● **Your instructions**: Look over the listing below and say how many of its lines include the string "Option"; give no more than that number.

[[ Records shown, beginning ]]

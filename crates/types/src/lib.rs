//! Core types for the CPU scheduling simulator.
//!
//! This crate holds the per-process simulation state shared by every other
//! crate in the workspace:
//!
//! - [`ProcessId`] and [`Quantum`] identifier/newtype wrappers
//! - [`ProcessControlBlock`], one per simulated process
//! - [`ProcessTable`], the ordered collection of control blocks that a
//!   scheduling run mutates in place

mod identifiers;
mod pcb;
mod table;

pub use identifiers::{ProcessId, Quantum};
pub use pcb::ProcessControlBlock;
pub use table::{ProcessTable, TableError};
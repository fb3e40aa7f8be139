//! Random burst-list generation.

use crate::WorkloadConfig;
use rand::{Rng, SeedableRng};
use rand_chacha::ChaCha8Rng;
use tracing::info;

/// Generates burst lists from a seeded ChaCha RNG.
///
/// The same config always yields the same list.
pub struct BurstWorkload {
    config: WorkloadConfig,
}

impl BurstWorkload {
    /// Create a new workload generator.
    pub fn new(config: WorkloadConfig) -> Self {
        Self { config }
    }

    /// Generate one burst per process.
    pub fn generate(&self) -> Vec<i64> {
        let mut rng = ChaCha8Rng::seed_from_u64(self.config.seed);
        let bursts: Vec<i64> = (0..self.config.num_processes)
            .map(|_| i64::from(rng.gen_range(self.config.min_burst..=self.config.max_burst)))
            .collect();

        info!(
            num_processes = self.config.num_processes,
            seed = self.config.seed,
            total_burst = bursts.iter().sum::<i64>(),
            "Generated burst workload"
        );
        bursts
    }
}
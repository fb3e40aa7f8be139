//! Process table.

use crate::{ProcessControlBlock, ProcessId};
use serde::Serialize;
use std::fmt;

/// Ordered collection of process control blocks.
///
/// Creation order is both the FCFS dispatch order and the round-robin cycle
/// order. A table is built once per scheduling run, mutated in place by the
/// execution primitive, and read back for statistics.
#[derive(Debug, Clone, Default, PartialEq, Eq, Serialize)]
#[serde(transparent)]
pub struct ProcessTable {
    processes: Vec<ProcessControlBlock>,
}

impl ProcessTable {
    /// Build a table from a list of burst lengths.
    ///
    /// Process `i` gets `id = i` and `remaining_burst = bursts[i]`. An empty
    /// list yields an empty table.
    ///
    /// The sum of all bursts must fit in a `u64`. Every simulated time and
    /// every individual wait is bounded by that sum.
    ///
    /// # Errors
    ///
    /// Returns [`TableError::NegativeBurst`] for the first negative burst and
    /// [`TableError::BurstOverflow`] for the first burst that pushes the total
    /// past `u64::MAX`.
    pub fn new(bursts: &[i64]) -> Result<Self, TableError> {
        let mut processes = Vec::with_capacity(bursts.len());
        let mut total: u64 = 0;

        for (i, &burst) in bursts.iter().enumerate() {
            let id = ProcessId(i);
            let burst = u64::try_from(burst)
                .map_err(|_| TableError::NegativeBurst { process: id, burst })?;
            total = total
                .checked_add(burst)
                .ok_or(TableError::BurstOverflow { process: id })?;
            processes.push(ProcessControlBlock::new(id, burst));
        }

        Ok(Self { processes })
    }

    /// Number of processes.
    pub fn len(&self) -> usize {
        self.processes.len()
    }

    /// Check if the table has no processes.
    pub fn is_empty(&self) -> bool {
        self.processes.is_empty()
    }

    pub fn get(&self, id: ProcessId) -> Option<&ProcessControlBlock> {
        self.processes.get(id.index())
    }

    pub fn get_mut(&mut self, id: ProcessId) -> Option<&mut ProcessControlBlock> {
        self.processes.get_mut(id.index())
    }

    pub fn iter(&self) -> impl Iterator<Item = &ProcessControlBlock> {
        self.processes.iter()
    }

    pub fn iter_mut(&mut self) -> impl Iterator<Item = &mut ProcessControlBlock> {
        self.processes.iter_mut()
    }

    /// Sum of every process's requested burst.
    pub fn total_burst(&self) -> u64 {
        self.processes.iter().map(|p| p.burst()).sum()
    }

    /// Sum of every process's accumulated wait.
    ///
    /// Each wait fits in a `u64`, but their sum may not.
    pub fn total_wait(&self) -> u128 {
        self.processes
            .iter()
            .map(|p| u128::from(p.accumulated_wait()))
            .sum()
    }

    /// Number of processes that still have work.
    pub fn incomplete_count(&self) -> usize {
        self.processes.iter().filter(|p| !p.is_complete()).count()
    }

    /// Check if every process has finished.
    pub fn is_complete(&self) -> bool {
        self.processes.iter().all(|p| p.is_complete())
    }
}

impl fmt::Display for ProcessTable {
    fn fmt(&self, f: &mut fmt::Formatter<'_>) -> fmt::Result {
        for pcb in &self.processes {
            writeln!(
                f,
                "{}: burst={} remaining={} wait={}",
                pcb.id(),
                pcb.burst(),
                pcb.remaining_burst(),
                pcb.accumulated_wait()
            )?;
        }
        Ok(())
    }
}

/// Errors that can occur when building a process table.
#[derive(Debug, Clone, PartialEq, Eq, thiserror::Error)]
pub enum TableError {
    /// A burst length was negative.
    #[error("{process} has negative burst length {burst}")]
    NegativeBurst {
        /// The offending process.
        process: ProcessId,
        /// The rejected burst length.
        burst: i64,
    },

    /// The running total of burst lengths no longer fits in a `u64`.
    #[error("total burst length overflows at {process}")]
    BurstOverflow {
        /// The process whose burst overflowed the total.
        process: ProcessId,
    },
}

[[ Records shown, end ]]

● **Result of the task**: 2